It is nothing new that the cryptocurrency bitcoin has been used regularly in ransomware attacks as a means for hackers to secure anonymous payments from their targets. What is new, however, is that major banks have now started to stockpile bitcoin in order to mitigate potential future ransomware attacks by cyber criminals. Many businesses have concluded that it is simply cheaper to pay the ransom as opposed to dealing with the financial and reputational consequences of a security breach or loss of data.
Ransomware, which refers to malicious software designed to block access to a computer system or data until a ransom has been paid, has been around since the 1980s. However, ransomware attacks have increased substantially in recent years and are expected to increase as encryption software has improved as well as due to the increasing popularity of pseudonymous cryptocurrencies, such as bitcoin, which facilitate ransom payments for hackers.
According to the U.S. Department of Justice, ransomware attacks in the United States average 4,000 a day, while the ransoms usually range anywhere between $500 to $1,000, according to cybersecurity firm Cyence. Is the simultaneous rise of bitcoin and ransomware attacks linked together or is it just a spurious relationship? David Emm, principal security researcher at Kaspersky Lab, responded in a ZDNET article, “It’s helping. […] The existence of effectively anonymized payment mechanisms definitely plays into the hands of cybercriminals.”
Banks are not the only businesses preparing for cyber-attack using bitcoin. Citrix and Consensuswide found in a survey that one in three UK companies have started to stockpile digital currencies, including bitcoin, in order to pay for potential future ransomware attacks. Further, over 35 percent of larger firms, that is those with over 2,000 employees, would be willing to pay over £50,000 to regain access to business critical business data and intellectual property.
While ransomware attacks have traditionally primarily affected private individuals and small companies, hackers have stepped up their game and are now targeting large corporations, government entities, and even hospitals.
The rise in large scale ransomware attacks have also led some of the largest banks in the UK’s City of London to conclude that they need to start stockpiling bitcoin so that they will be adequately equipped to deal with these types of cyber-attacks going forward.
Dr. Simon Moores, chair of the Annual International e-Crime Congress and former technology ambassador for the UK government, stated that several UK-based banks are of the opinion that it is simply cheaper to pay off cyber criminals rather than risk an attack.
“From a purely pragmatic perspective, financial institutions are now exploring the need to maintain stocks of bitcoin in the unfortunate event that they themselves become the target of a high-intensity attack, when law enforcement perhaps might not be able to assist them at the speed with which they need to put themselves back in business.”
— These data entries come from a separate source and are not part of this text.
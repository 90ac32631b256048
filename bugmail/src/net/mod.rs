use std::{future::Future, io, time::Instant};

use log::{debug, warn};
use thiserror::Error;
use tokio::{
	io::{AsyncRead, AsyncReadExt, AsyncWrite, AsyncWriteExt},
	net::TcpStream,
	time::{sleep_until, timeout_at, Instant as TokioInstant},
};

use crate::smtp::{Action, Event, Session, SmtpError};

/// Run a session to the end over TCP.
pub async fn submit(session: Session) -> Result<(), DeliveryError> {
	submit_with(session, |host, port| async move {
		TcpStream::connect((host.as_str(), port)).await
	})
	.await
}

/// Run a session to the end over whatever stream `connect` hands back.
// handles the low-level read and write nonsense and the timers, the session
// itself only ever sees bytes and instants.
pub async fn submit_with<S, F, Fut>(mut session: Session, mut connect: F) -> Result<(), DeliveryError>
where
	S: AsyncRead + AsyncWrite + Unpin,
	F: FnMut(String, u16) -> Fut,
	Fut: Future<Output = io::Result<S>>,
{
	let mut stream: Option<S> = None;
	let mut outcome: Option<Result<(), DeliveryError>> = None;
	let mut closed = false;

	let mut buf = vec![0; 1024];

	session.open(Instant::now());

	loop {
		while let Some(action) = session.poll_action() {
			match action {
				Action::Connect { host, port } => {
					let deadline = session.poll_timeout();
					let attempt = match deadline {
						Some(deadline) => {
							timeout_at(TokioInstant::from_std(deadline), connect(host, port)).await
						}
						None => Ok(connect(host, port).await),
					};

					match attempt {
						Ok(Ok(connected)) => {
							stream = Some(connected);
							session.on_connected(Instant::now());
						}
						Ok(Err(err)) => {
							warn!("failed to connect: {}", err);
							session.on_transport_error();
						}
						Err(_elapsed) => session.handle_timeout(now_or_later(deadline)),
					}
				}
				Action::Send(output) => {
					if let Some(stream) = stream.as_mut() {
						if let Err(err) = stream.write_all(output.to_string().as_bytes()).await {
							warn!("failed to write to the server: {}", err);
							session.on_transport_error();
						}
					}
				}
				Action::Disconnect => {
					if let Some(mut stream) = stream.take() {
						// we're hanging up either way
						if let Err(err) = stream.shutdown().await {
							debug!("failed to shut down the connection cleanly: {}", err);
						}
					}
				}
				Action::Notify(Event::MessageSent) => {
					outcome = Some(Ok(()));
					session.close();
				}
				Action::Notify(Event::Error(err)) => outcome = Some(Err(err.into())),
				Action::Notify(Event::ConnectionClosed) => closed = true,
			}
		}

		if closed {
			return outcome.unwrap_or(Err(DeliveryError::ConnectionClosed));
		}

		let deadline = session.poll_timeout();
		let read = tokio::select! {
			read = read_some(&mut stream, &mut buf) => Some(read),
			_ = wait_until(deadline) => None,
		};

		match read {
			// A zero sized read, this connection has died or been terminated by the server
			Some(Ok(0)) => {
				debug!("connection closed by server");
				session.on_transport_closed();
			}
			Some(Ok(read)) => session.on_received(&buf[..read], Instant::now()),
			Some(Err(err)) => {
				warn!("failed to read from the server: {}", err);
				session.on_transport_error();
			}
			None => session.handle_timeout(now_or_later(deadline)),
		}
	}
}

async fn read_some<S: AsyncRead + Unpin>(stream: &mut Option<S>, buf: &mut [u8]) -> io::Result<usize> {
	match stream {
		Some(stream) => stream.read(buf).await,
		None => std::future::pending().await,
	}
}

async fn wait_until(deadline: Option<Instant>) {
	match deadline {
		Some(deadline) => sleep_until(TokioInstant::from_std(deadline)).await,
		None => std::future::pending().await,
	}
}

// tokio's clock may wake us a hair before the std one agrees the deadline passed
fn now_or_later(deadline: Option<Instant>) -> Instant {
	let now = Instant::now();
	deadline.map_or(now, |deadline| deadline.max(now))
}

#[derive(Debug, Error)]
pub enum DeliveryError {
	#[error(transparent)]
	Session(#[from] SmtpError),
	#[error("connection unexpectedly closed by server")]
	ConnectionClosed,
}

#[cfg(test)]
mod test {
	use std::time::Duration;

	use tokio::io::{duplex, AsyncBufReadExt, BufReader, DuplexStream};

	use super::*;
	use crate::config::SessionConfig;

	fn session(timeout: Duration) -> Session {
		let mut session = Session::new(SessionConfig {
			domain: String::from("client.example.net"),
			..Default::default()
		});
		session.configure("mail.example.net", 2525, timeout).unwrap();
		session.set_sender("Reporter <reporter@example.net>").unwrap();
		session.set_recipient("bugs@example.net").unwrap();
		session.set_subject("crash").unwrap();
		session.set_body("line one\n.hidden\n").unwrap();
		session
	}

	/// Hands out the client half of a duplex pipe exactly once.
	fn connector(
		client: DuplexStream,
	) -> impl FnMut(String, u16) -> std::future::Ready<io::Result<DuplexStream>> {
		let mut client = Some(client);
		move |host, port| {
			assert_eq!((host.as_str(), port), ("mail.example.net", 2525));
			std::future::ready(client.take().ok_or_else(|| io::ErrorKind::ConnectionRefused.into()))
		}
	}

	async fn expect_line(reader: &mut BufReader<DuplexStream>, expected: &str) {
		let mut line = String::new();
		reader.read_line(&mut line).await.unwrap();
		assert_eq!(line, expected);
	}

	#[tokio::test]
	async fn delivers_over_a_stream() {
		let (client, server) = duplex(4096);

		let server = tokio::spawn(async move {
			let mut reader = BufReader::new(server);

			reader.get_mut().write_all(b"220 mail.example.net\r\n").await.unwrap();
			expect_line(&mut reader, "HELO client.example.net\r\n").await;

			reader.get_mut().write_all(b"250 hello\r\n").await.unwrap();
			expect_line(&mut reader, "MAIL FROM:<reporter@example.net>\r\n").await;

			reader.get_mut().write_all(b"250 ok\r\n").await.unwrap();
			expect_line(&mut reader, "RCPT TO:<bugs@example.net>\r\n").await;

			// split on purpose
			reader.get_mut().write_all(b"25").await.unwrap();
			reader.get_mut().write_all(b"0 ok\r\n").await.unwrap();
			expect_line(&mut reader, "DATA\r\n").await;

			reader.get_mut().write_all(b"354 go\r\n").await.unwrap();
			for line in ["Subject: crash\r\n", "\r\n", "line one\r\n", "..hidden\r\n", ".\r\n"] {
				expect_line(&mut reader, line).await;
			}

			reader.get_mut().write_all(b"250 queued\r\n").await.unwrap();

			// the client hangs up without a QUIT
			let mut rest = String::new();
			reader.read_line(&mut rest).await.unwrap();
			assert_eq!(rest, "");
		});

		let result = submit_with(session(Duration::from_secs(5)), connector(client)).await;

		assert!(result.is_ok(), "{:?}", result);
		server.await.unwrap();
	}

	#[tokio::test]
	async fn rejected_recipient() {
		let (client, server) = duplex(4096);

		tokio::spawn(async move {
			let mut reader = BufReader::new(server);

			reader.get_mut().write_all(b"220 hi\r\n").await.unwrap();
			expect_line(&mut reader, "HELO client.example.net\r\n").await;
			reader.get_mut().write_all(b"250 hi\r\n").await.unwrap();
			expect_line(&mut reader, "MAIL FROM:<reporter@example.net>\r\n").await;
			reader.get_mut().write_all(b"250 ok\r\n").await.unwrap();
			expect_line(&mut reader, "RCPT TO:<bugs@example.net>\r\n").await;
			reader.get_mut().write_all(b"550 no such user\r\n").await.unwrap();
		});

		let result = submit_with(session(Duration::from_secs(5)), connector(client)).await;

		assert!(matches!(
			result,
			Err(DeliveryError::Session(SmtpError::UnknownUser))
		));
	}

	#[tokio::test]
	async fn silent_server_times_out() {
		let (client, server) = duplex(4096);

		let result = submit_with(session(Duration::from_millis(200)), connector(client)).await;

		assert!(matches!(
			result,
			Err(DeliveryError::Session(SmtpError::InteractTimeout))
		));
		drop(server);
	}

	#[tokio::test]
	async fn hangup_mid_conversation() {
		let (client, server) = duplex(4096);

		tokio::spawn(async move {
			let mut reader = BufReader::new(server);

			reader.get_mut().write_all(b"220 hi\r\n").await.unwrap();
			expect_line(&mut reader, "HELO client.example.net\r\n").await;
		});

		let result = submit_with(session(Duration::from_secs(5)), connector(client)).await;

		assert!(matches!(result, Err(DeliveryError::ConnectionClosed)));
	}

	#[tokio::test]
	async fn goodbye_without_hanging_up() {
		let (client, server) = duplex(4096);

		// hands the stream back so it stays open until we're done
		let server = tokio::spawn(async move {
			let mut reader = BufReader::new(server);

			reader.get_mut().write_all(b"220 hi\r\n").await.unwrap();
			expect_line(&mut reader, "HELO client.example.net\r\n").await;
			reader.get_mut().write_all(b"221 bye\r\n").await.unwrap();
			reader
		});

		let result = tokio::time::timeout(
			Duration::from_secs(5),
			submit_with(session(Duration::from_millis(200)), connector(client)),
		)
		.await
		.expect("submit_with never gave up");

		assert!(matches!(
			result,
			Err(DeliveryError::Session(SmtpError::InteractTimeout))
		));
		drop(server.await.unwrap());
	}

	#[tokio::test]
	async fn refused_connection() {
		let result = submit_with(session(Duration::from_secs(5)), |_, _| async {
			Err::<DuplexStream, _>(io::Error::from(io::ErrorKind::ConnectionRefused))
		})
		.await;

		assert!(matches!(
			result,
			Err(DeliveryError::Session(SmtpError::ConnectError))
		));
	}

	#[tokio::test]
	async fn connect_that_never_finishes() {
		let result = submit_with(session(Duration::from_millis(200)), |_, _| {
			std::future::pending::<io::Result<DuplexStream>>()
		})
		.await;

		assert!(matches!(
			result,
			Err(DeliveryError::Session(SmtpError::ConnectTimeout))
		));
	}
}
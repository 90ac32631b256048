mod command;
mod message;
mod response;
mod session;

pub use command::Command;
pub use message::*;
pub use response::{Reply, ReplyBuffer, ResponseCode};
pub use session::*;
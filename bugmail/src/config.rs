use std::time::Duration;

/// Sent in HELO when we can't work out which domain we're in.
pub const PLACEHOLDER_DOMAIN: &str = "somemachine.example.net";

#[derive(Clone, Debug)]
pub struct SessionConfig {
	pub host: String,
	pub port: u16,
	/// Inactivity timeout, applied from the moment we start connecting
	pub timeout: Duration,
	/// What we call ourselves in HELO
	pub domain: String,
	/// Stay connected after the message is accepted instead of hanging up
	pub keep_alive: bool,
}

impl Default for SessionConfig {
	fn default() -> Self {
		Self {
			host: String::from("localhost"),
			port: 25,
			timeout: Duration::from_secs(60),
			domain: local_domain(),
			keep_alive: false,
		}
	}
}

/// The domain part of this machine's hostname, or [PLACEHOLDER_DOMAIN].
pub fn local_domain() -> String {
	let hostname = gethostname::gethostname();

	domain_of(&hostname.to_string_lossy())
		.unwrap_or(PLACEHOLDER_DOMAIN)
		.to_owned()
}

fn domain_of(hostname: &str) -> Option<&str> {
	hostname
		.split_once('.')
		.map(|(_, domain)| domain.trim_end_matches('.'))
		.filter(|domain| !domain.is_empty())
}
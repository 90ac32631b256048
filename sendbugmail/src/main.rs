mod binconfig;
mod report;

use std::process::exit;

use binconfig::BinConfig;

use bugmail::{
	config::SessionConfig,
	net,
	smtp::{Session, UsageError},
};

use log::info;
use tokio::io::AsyncReadExt;

fn build_session(binconf: &BinConfig, body: String) -> Result<Session, UsageError> {
	let mut session = Session::new(SessionConfig::default());

	session.configure(binconf.server.clone(), binconf.port, binconf.timeout)?;
	session.set_sender(&binconf.from)?;
	session.set_recipient(binconf.recipient.clone())?;
	session.set_subject(binconf.subject.clone())?;
	session.set_body(body)?;

	// From: carries the cleaned up address, same as MAIL FROM
	let header = report::header(
		&session.message().sender,
		&binconf.recipient,
		report::now(),
	);
	session.set_header(header)?;

	Ok(session)
}

#[tokio::main]
async fn main() {
	env_logger::init();

	let binconf = match BinConfig::get() {
		Ok(Some(conf)) => conf,
		Ok(None) => return,
		Err(err) => {
			eprintln!("{}", err);
			exit(1);
		}
	};

	let mut body = String::new();
	if let Err(err) = tokio::io::stdin().read_to_string(&mut body).await {
		eprintln!("failed to read the report from stdin: {}", err);
		exit(1);
	}

	let session = match build_session(&binconf, body) {
		Ok(session) => session,
		Err(err) => {
			eprintln!("{}", err);
			exit(1);
		}
	};

	info!(
		"sending report to {} via {}:{}",
		binconf.recipient, binconf.server, binconf.port
	);

	match net::submit(session).await {
		Ok(()) => info!("report sent"),
		Err(err) => {
			eprintln!("failed to send the report: {}", err);
			exit(1);
		}
	}
}
/// The mail a session carries. Everything is plain text; the header is
/// whatever extra header lines the caller wants after `Subject:`.
#[derive(Clone, Debug, PartialEq)]
pub struct Message {
	pub sender: String,
	pub recipient: String,
	pub subject: String,
	pub header: String,
	pub body: String,
}

impl Default for Message {
	fn default() -> Self {
		Self {
			sender: String::from("user@example.net"),
			recipient: String::from("user@example.net"),
			subject: String::from("(no subject)"),
			header: String::new(),
			body: String::from("empty"),
		}
	}
}

impl Message {
	/// Everything that goes out after the server's 354, up to and including
	/// the lone "." that ends DATA.
	pub fn payload(&self) -> String {
		let mut payload = format!("Subject: {}\r\n", self.subject);

		for line in lines(&self.header) {
			payload.push_str(line);
			payload.push_str("\r\n");
		}

		// blank line between the headers and the body
		payload.push_str("\r\n");

		for line in lines(&self.body) {
			if line.starts_with('.') {
				payload.push('.');
			}
			payload.push_str(line);
			payload.push_str("\r\n");
		}

		payload.push_str(".\r\n");
		payload
	}
}

/// Split on any of \r\n or \n, dropping the empty piece a trailing newline
/// would leave.
fn lines(text: &str) -> impl Iterator<Item = &str> {
	let text = text.strip_suffix('\n').unwrap_or(text);
	let text = text.strip_suffix('\r').unwrap_or(text);

	// nothing at all is no lines, not one empty one
	let pieces = if text.is_empty() {
		None
	} else {
		Some(text.split('\n'))
	};

	pieces
		.into_iter()
		.flatten()
		.map(|line| line.strip_suffix('\r').unwrap_or(line))
}

/// Turn whatever the user typed as their address into something MAIL FROM
/// will take: `Some Name <user@host>` becomes `user@host`, and a bare local
/// part gets `@localhost` stuck on the end.
pub fn normalize_sender(sender: &str) -> String {
	let inner = match sender.split_once('<') {
		Some((_, rest)) => rest.split('>').next().unwrap_or(rest),
		None => sender,
	};

	let mut address = inner
		.split_whitespace()
		.last()
		.unwrap_or_default()
		.to_owned();

	if !address.contains('@') {
		address.push_str("@localhost");
	}

	address
}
Industry experts such as leading cyber security firm Symantec, however, disagrees with this approach. According to the firm’s CTO Robert Shaker II, companies who pay ransomware attackers will end up “on a payer’s list,” which means other hackers will specifically target these companies with the expectation of also receiving ransom payments. Furthermore, paying the ransom in no way guarantees that the company’s encrypted data will be released again as hackers can easily come back and ask for more money or only release small amounts of affected data at the time. Symantec recommends not paying ransomware attackers. Instead, companies should have adequate data back-ups in place, acquire cyber insurance and consult a technology investigator in the case of an attack.
It is somewhat ironic that banks, who have mostly been very anti-bitcoin from the start as the use of decentralized digital currencies are a growing threat to their existing business models, are now hoarding bitcoins to mitigate potential future ransomware attacks. Instead of embracing the world’s only truly stateless and global currency, banks have dismissed it and have even closed down bitcoin businesses’ bank accounts as the threat of global bitcoin adoption affecting future banking profitability is becoming more tangible every day.
Whether the announcement that banks are potentially willing to pay off hackers in ransomware attacks will end up attracting more cyber attacks or not will remain to be seen.